*Problem statement*: Going through the entries below, work out how many lines have the string "values" in them. Give the number and nothing more.

*Data section*:

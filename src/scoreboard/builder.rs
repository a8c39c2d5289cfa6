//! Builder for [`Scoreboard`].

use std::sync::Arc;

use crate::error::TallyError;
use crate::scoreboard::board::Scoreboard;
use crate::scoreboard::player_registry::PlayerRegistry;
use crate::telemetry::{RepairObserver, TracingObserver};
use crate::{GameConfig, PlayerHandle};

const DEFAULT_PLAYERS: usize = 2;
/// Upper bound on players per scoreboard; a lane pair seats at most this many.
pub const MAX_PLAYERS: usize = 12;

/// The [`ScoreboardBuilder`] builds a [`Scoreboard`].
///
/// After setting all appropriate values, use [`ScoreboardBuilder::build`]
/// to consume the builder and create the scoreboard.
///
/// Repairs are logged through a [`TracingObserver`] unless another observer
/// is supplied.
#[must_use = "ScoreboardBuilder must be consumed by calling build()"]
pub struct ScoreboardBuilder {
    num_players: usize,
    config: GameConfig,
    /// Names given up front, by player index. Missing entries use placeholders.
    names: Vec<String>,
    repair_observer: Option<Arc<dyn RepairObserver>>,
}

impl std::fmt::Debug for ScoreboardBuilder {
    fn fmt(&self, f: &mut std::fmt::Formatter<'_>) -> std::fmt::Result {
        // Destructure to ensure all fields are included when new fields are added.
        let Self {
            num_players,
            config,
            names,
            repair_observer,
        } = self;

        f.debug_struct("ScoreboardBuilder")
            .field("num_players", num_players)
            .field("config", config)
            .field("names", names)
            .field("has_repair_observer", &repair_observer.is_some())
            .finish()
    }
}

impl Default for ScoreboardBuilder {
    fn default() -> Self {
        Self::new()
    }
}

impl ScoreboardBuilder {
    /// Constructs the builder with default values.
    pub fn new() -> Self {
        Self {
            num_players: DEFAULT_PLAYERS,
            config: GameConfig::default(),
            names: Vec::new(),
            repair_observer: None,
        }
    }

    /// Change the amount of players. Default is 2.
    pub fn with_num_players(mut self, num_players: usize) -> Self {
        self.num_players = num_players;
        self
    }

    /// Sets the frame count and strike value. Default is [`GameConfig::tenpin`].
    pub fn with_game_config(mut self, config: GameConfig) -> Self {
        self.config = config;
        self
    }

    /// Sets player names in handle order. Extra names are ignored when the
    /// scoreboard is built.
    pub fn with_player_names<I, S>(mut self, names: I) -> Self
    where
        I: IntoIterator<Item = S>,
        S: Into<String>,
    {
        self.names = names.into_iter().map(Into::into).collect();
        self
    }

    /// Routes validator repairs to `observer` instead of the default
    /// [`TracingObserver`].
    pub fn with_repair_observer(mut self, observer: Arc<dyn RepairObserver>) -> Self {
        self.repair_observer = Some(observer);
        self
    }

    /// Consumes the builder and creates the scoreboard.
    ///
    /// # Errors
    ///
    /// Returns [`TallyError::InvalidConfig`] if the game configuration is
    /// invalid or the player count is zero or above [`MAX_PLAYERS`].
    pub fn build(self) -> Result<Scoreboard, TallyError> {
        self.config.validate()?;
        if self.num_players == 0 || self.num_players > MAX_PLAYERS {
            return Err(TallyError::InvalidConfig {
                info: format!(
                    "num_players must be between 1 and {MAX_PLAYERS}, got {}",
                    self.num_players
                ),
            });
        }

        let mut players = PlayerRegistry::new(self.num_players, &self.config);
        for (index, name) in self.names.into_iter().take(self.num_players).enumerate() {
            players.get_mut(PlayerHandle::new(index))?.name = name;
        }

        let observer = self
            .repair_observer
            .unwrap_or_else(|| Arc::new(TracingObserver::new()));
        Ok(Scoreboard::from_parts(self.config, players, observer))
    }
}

*Your solution*: 2